═════ Data for review
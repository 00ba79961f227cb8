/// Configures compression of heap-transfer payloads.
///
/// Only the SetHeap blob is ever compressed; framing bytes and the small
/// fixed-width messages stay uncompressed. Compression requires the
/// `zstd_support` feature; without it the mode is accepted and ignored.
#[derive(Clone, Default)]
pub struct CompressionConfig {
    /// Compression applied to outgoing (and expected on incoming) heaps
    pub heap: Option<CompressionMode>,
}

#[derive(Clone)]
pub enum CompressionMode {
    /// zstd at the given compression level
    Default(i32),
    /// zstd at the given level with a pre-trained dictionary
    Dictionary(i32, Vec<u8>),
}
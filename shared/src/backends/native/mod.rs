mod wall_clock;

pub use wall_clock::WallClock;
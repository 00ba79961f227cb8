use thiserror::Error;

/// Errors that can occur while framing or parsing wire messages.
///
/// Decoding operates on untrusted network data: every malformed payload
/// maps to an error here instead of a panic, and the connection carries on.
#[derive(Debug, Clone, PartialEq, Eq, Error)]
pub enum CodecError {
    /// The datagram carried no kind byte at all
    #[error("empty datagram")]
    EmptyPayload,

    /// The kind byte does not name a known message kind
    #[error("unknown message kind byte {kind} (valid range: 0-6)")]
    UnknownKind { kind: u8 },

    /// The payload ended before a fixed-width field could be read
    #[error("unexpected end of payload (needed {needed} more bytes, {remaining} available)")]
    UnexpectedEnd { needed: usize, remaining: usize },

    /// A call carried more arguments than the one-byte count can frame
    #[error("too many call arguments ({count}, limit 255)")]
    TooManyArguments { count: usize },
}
══════════
### Exercise
Take the line that contains "a known message kind" and every line after it to the end of the entries above, and reproduce them exactly.

### Solution to this problem
    /// The kind byte does not name a known message kind
    #[error("unknown message kind byte {kind} (valid range: 0-6)")]
    UnknownKind { kind: u8 },

    /// The payload ended before a fixed-width field could be read
    #[error("unexpected end of payload (needed {needed} more bytes, {remaining} available)")]
    UnexpectedEnd { needed: usize, remaining: usize },

    /// A call carried more arguments than the one-byte count can frame
    #[error("too many call arguments ({count}, limit 255)")]
    TooManyArguments { count: usize },
}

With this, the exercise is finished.